(Dataset extract)
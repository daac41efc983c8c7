// =============================================================================
// Aurora TA — educational technical-analysis toolkit
// =============================================================================
//
// Two independent pieces sharing one input shape:
//
// 1. An indicator engine: pure transforms (SMA, EMA, RSI, Bollinger Bands)
//    over an in-memory, time-ordered `PriceSeries`, producing output vectors
//    aligned one-to-one with the input, NaN marking warm-up positions.
// 2. An explanation formatter: a fixed educational message template that
//    echoes a question and the most recent indicator readings.
//
// Every call is stateless and recomputes over the whole series; there is no
// streaming, persistence, or I/O anywhere in this crate.

pub mod assistant;
pub mod error;
pub mod indicators;
pub mod series;
pub mod snapshot;

pub use assistant::format_explanation;
pub use error::IndicatorError;
pub use indicators::bollinger::{bollinger, BollingerBands};
pub use indicators::ema::ema;
pub use indicators::rsi::rsi;
pub use indicators::sma::sma;
pub use series::{Candle, PriceSeries};
pub use snapshot::{IndicatorSnapshot, SnapshotValue};
// =============================================================================
// Bollinger Bands
// =============================================================================
//
// A volatility envelope around the SMA: upper = SMA + k*σ, lower = SMA - k*σ
// with k = 2. σ is the rolling SAMPLE standard deviation (divisor
// `window - 1`), the convention used by the common charting libraries. The
// middle band is the plain SMA and is not returned; callers who need it can
// reconstruct it as (upper + lower) / 2.

use serde::{Deserialize, Serialize};

use crate::error::IndicatorError;
use crate::series::PriceSeries;

/// Default look-back window, matching the common charting convention.
pub const DEFAULT_WINDOW: usize = 20;

/// Band multiplier applied to the rolling standard deviation.
const NUM_STD: f64 = 2.0;

/// Upper and lower band series, each aligned with the input series.
#[derive(Debug, Clone, Serialize, Deserialize)]
pub struct BollingerBands {
    pub upper: Vec<f64>,
    pub lower: Vec<f64>,
}

/// Compute Bollinger Bands for `series` over `window` closes.
///
/// Both output series are aligned with the input and share the SMA's warm-up
/// policy: the first `window - 1` positions are NaN. A window of 1 has no
/// sample variance (0/0) and therefore yields NaN bands everywhere.
///
/// # Errors
/// - `ZeroWindow` when `window == 0`.
/// - `NonFiniteClose` when any close is NaN or infinite.
pub fn bollinger(series: &PriceSeries, window: usize) -> Result<BollingerBands, IndicatorError> {
    if window == 0 {
        return Err(IndicatorError::ZeroWindow);
    }
    series.validate_closes()?;

    let closes = series.closes();
    let mut upper = vec![f64::NAN; closes.len()];
    let mut lower = vec![f64::NAN; closes.len()];
    if closes.len() < window {
        return Ok(BollingerBands { upper, lower });
    }

    for (offset, chunk) in closes.windows(window).enumerate() {
        let i = offset + window - 1;
        let mean = chunk.iter().sum::<f64>() / window as f64;
        let sq_dev: f64 = chunk.iter().map(|x| (x - mean).powi(2)).sum();
        // Sample variance; window == 1 gives 0/0 = NaN, same as pandas.
        let std_dev = (sq_dev / (window - 1) as f64).sqrt();

        upper[i] = mean + NUM_STD * std_dev;
        lower[i] = mean - NUM_STD * std_dev;
    }

    Ok(BollingerBands { upper, lower })
}
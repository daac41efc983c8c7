// =============================================================================
// Indicator snapshot
// =============================================================================
//
// A string-keyed bag of "current reading" values, built by the caller from
// whatever indicators it computed and handed to the explanation formatter.
// Values are either a scalar (e.g. the latest RSI) or a label (e.g. a trend
// direction). The formatter only reads the keys it knows about; anything
// else is carried but ignored.

use std::collections::HashMap;

use serde::{Deserialize, Serialize};

/// A single snapshot entry: a numeric reading or a text label.
#[derive(Debug, Clone, PartialEq, Serialize, Deserialize)]
#[serde(untagged)]
pub enum SnapshotValue {
    Number(f64),
    Label(String),
}

/// Mapping from indicator name to its most recent value.
#[derive(Debug, Clone, Default, Serialize, Deserialize)]
pub struct IndicatorSnapshot(HashMap<String, SnapshotValue>);

impl IndicatorSnapshot {
    pub fn new() -> Self {
        Self::default()
    }

    pub fn set_number(&mut self, key: impl Into<String>, value: f64) {
        self.0.insert(key.into(), SnapshotValue::Number(value));
    }

    pub fn set_label(&mut self, key: impl Into<String>, value: impl Into<String>) {
        self.0.insert(key.into(), SnapshotValue::Label(value.into()));
    }

    /// Numeric reading for `key`, if present and numeric.
    pub fn number(&self, key: &str) -> Option<f64> {
        match self.0.get(key) {
            Some(SnapshotValue::Number(v)) => Some(*v),
            _ => None,
        }
    }

    /// Text label for `key`, if present and textual.
    pub fn label(&self, key: &str) -> Option<&str> {
        match self.0.get(key) {
            Some(SnapshotValue::Label(s)) => Some(s.as_str()),
            _ => None,
        }
    }
}

// =============================================================================
// Unit Tests
// =============================================================================
#[cfg(test)]
mod tests {
    use super::*;

    #[test]
    fn set_and_get_roundtrip() {
        let mut snap = IndicatorSnapshot::new();
        snap.set_number("rsi", 62.5);
        snap.set_label("trend", "Bullish");
        assert_eq!(snap.number("rsi"), Some(62.5));
        assert_eq!(snap.label("trend"), Some("Bullish"));
    }

    #[test]
    fn missing_keys_are_none() {
        let snap = IndicatorSnapshot::new();
        assert_eq!(snap.number("rsi"), None);
        assert_eq!(snap.label("trend"), None);
    }

    #[test]
    fn type_mismatch_is_none() {
        let mut snap = IndicatorSnapshot::new();
        snap.set_label("rsi", "seventy");
        assert_eq!(snap.number("rsi"), None);
        assert_eq!(snap.label("rsi"), Some("seventy"));
    }

    #[test]
    fn serde_json_roundtrip() {
        let mut snap = IndicatorSnapshot::new();
        snap.set_number("rsi", 71.0);
        snap.set_label("trend", "Bearish");

        let json = serde_json::to_string(&snap).unwrap();
        let back: IndicatorSnapshot = serde_json::from_str(&json).unwrap();
        assert_eq!(back.number("rsi"), Some(71.0));
        assert_eq!(back.label("trend"), Some("Bearish"));
    }
}
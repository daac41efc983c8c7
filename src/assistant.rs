// =============================================================================
// Educational explanation formatter
// =============================================================================
//
// Produces a fixed-structure, human-readable message from a free-text
// question and an indicator snapshot. Deliberately dumb: it interpolates the
// `trend` and `rsi` readings verbatim and never branches on their values.
// Every other snapshot key is ignored.

use tracing::debug;

use crate::snapshot::IndicatorSnapshot;

/// Trend label used when the snapshot has none.
const DEFAULT_TREND: &str = "Neutral";

/// Placeholder rendered when no RSI reading is available.
const RSI_UNAVAILABLE: &str = "not available";

/// Build the educational explanation message.
///
/// Reads only `"rsi"` (numeric, optional) and `"trend"` (label, optional)
/// from the snapshot. Missing readings fall back to an explicit placeholder
/// and the `"Neutral"` trend respectively; this function has no failure
/// modes.
pub fn format_explanation(question: &str, indicators: &IndicatorSnapshot) -> String {
    let trend = indicators.label("trend").unwrap_or(DEFAULT_TREND);
    let rsi_text = match indicators.number("rsi") {
        Some(value) => format!("{value:.2}"),
        None => RSI_UNAVAILABLE.to_string(),
    };

    debug!(question, trend, rsi = %rsi_text, "formatting explanation");

    format!(
        "### 🤖 Trading Assistant (Educational)\n\
         \n\
         **Your Question:** {question}\n\
         \n\
         **Current Market Summary:**\n\
         - Trend: {trend}\n\
         - RSI: {rsi_text}\n\
         \n\
         **Explanation:**\n\
         - RSI above 70 → Overbought\n\
         - RSI below 30 → Oversold\n\
         - Moving averages help identify trend direction\n\
         - Use multiple indicators together\n\
         \n\
         ⚠️ *This is NOT financial advice. Always do your own research.*\n"
    )
}

// =============================================================================
// Unit Tests
// =============================================================================
#[cfg(test)]
mod tests {
    use super::*;

    #[test]
    fn echoes_question_and_readings() {
        let mut snap = IndicatorSnapshot::new();
        snap.set_number("rsi", 75.0);
        snap.set_label("trend", "Bullish");

        let msg = format_explanation("What is RSI?", &snap);
        assert!(msg.contains("What is RSI?"));
        assert!(msg.contains("Bullish"));
        assert!(msg.contains("75"));
        assert!(msg.contains("NOT financial advice"));
    }

    #[test]
    fn empty_snapshot_uses_defaults() {
        let msg = format_explanation("Q", &IndicatorSnapshot::new());
        assert!(msg.contains("Q"));
        assert!(msg.contains("Neutral"));
        assert!(msg.contains("not available"));
        assert!(msg.contains("NOT financial advice"));
    }

    #[test]
    fn static_bullets_are_always_present() {
        let msg = format_explanation("anything", &IndicatorSnapshot::new());
        assert!(msg.contains("RSI above 70 → Overbought"));
        assert!(msg.contains("RSI below 30 → Oversold"));
        assert!(msg.contains("Moving averages help identify trend direction"));
        assert!(msg.contains("Use multiple indicators together"));
    }

    #[test]
    fn unknown_keys_are_ignored() {
        let mut snap = IndicatorSnapshot::new();
        snap.set_number("macd", 1.23);
        snap.set_label("regime", "choppy");

        let msg = format_explanation("Q", &snap);
        assert!(!msg.contains("macd"));
        assert!(!msg.contains("choppy"));
        assert!(msg.contains("Neutral"));
    }

    #[test]
    fn value_sensitive_text_never_branches() {
        // Same fixed structure regardless of the RSI reading.
        let mut low = IndicatorSnapshot::new();
        low.set_number("rsi", 15.0);
        let mut high = IndicatorSnapshot::new();
        high.set_number("rsi", 85.0);

        let a = format_explanation("Q", &low);
        let b = format_explanation("Q", &high);
        assert_eq!(a.replace("15.00", "X"), b.replace("85.00", "X"));
    }
}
(End Dataset extract)
### Exercise details
Look above for the line holding "RSI, Bollinger Bands)", then set down exactly that line and every line after it up to and including the line holding "charting libraries. The", with nothing else.

### Your response
// 1. An indicator engine: pure transforms (SMA, EMA, RSI, Bollinger Bands)
//    over an in-memory, time-ordered `PriceSeries`, producing output vectors
//    aligned one-to-one with the input, NaN marking warm-up positions.
// 2. An explanation formatter: a fixed educational message template that
//    echoes a question and the most recent indicator readings.
//
// Every call is stateless and recomputes over the whole series; there is no
// streaming, persistence, or I/O anywhere in this crate.

pub mod assistant;
pub mod error;
pub mod indicators;
pub mod series;
pub mod snapshot;

pub use assistant::format_explanation;
pub use error::IndicatorError;
pub use indicators::bollinger::{bollinger, BollingerBands};
pub use indicators::ema::ema;
pub use indicators::rsi::rsi;
pub use indicators::sma::sma;
pub use series::{Candle, PriceSeries};
pub use snapshot::{IndicatorSnapshot, SnapshotValue};
// =============================================================================
// Bollinger Bands
// =============================================================================
//
// A volatility envelope around the SMA: upper = SMA + k*σ, lower = SMA - k*σ
// with k = 2. σ is the rolling SAMPLE standard deviation (divisor
// `window - 1`), the convention used by the common charting libraries. The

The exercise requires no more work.